#### WHAT IS BEING ASKED:
Using the material below, return exactly the lines between the one holding "repository c78bf1c05b1e11db" and the one holding "use clap::Parser;", inclusive, and no others.

#### RECORDS PROVIDED:
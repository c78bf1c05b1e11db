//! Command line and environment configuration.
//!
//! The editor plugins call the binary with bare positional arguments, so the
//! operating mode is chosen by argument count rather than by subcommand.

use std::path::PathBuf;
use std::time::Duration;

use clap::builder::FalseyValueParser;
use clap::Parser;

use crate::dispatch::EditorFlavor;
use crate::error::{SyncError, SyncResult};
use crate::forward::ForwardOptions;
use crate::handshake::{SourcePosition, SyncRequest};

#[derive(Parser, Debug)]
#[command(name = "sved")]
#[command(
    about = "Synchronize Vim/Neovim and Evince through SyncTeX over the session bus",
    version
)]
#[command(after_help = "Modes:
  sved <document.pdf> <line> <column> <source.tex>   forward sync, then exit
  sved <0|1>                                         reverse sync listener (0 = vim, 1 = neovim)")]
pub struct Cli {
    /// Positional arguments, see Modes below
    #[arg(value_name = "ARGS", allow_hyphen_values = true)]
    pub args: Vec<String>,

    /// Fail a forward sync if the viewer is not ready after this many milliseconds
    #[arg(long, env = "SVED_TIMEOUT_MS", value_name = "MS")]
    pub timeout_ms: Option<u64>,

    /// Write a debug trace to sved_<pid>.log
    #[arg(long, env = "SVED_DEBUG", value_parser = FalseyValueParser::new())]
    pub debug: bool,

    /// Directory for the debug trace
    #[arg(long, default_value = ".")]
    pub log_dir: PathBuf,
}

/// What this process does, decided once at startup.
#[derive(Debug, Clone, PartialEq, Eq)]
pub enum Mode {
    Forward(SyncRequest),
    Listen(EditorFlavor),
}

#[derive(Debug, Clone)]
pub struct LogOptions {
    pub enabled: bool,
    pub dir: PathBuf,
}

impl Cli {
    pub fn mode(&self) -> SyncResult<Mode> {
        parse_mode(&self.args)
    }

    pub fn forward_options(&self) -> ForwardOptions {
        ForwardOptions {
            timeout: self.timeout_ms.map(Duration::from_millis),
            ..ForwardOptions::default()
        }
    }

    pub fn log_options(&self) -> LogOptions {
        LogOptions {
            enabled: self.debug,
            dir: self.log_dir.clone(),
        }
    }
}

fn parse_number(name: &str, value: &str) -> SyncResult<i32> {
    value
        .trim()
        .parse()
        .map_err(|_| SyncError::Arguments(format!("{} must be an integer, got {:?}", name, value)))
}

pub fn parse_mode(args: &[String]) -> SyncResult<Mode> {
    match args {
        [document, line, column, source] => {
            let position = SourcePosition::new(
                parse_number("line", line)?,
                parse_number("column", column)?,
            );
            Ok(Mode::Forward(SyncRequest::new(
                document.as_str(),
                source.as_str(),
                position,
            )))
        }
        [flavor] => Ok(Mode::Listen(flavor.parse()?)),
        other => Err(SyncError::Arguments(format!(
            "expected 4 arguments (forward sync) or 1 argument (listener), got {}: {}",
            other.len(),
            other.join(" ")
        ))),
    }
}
--
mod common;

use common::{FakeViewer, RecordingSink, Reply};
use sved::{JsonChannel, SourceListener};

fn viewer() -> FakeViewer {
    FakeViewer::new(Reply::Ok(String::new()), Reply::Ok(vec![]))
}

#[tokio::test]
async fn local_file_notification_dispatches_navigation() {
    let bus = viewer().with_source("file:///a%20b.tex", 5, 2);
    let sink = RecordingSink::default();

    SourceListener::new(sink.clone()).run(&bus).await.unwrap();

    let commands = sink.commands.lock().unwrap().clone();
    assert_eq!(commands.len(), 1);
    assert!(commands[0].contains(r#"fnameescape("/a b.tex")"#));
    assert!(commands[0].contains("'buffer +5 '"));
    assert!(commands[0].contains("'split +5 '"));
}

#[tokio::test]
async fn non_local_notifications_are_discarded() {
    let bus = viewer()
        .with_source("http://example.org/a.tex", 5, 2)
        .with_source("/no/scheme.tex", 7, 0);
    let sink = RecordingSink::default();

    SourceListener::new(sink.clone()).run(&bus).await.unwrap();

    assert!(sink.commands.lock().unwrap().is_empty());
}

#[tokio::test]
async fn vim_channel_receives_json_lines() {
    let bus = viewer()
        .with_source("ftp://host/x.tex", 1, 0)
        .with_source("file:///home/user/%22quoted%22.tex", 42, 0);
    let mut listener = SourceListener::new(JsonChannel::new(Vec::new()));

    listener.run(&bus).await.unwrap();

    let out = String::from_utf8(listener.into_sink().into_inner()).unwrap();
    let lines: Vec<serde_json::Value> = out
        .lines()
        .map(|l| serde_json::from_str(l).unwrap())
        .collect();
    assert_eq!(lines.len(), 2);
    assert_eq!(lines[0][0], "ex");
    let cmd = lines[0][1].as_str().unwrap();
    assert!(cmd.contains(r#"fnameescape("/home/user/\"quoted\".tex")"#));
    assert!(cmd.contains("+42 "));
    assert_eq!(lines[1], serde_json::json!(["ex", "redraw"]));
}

#### REPLY TO THE TASK:
repository c78bf1c05b1e11db
//! Command line and environment configuration.
//!
//! The editor plugins call the binary with bare positional arguments, so the
//! operating mode is chosen by argument count rather than by subcommand.

use std::path::PathBuf;
use std::time::Duration;

use clap::builder::FalseyValueParser;
use clap::Parser;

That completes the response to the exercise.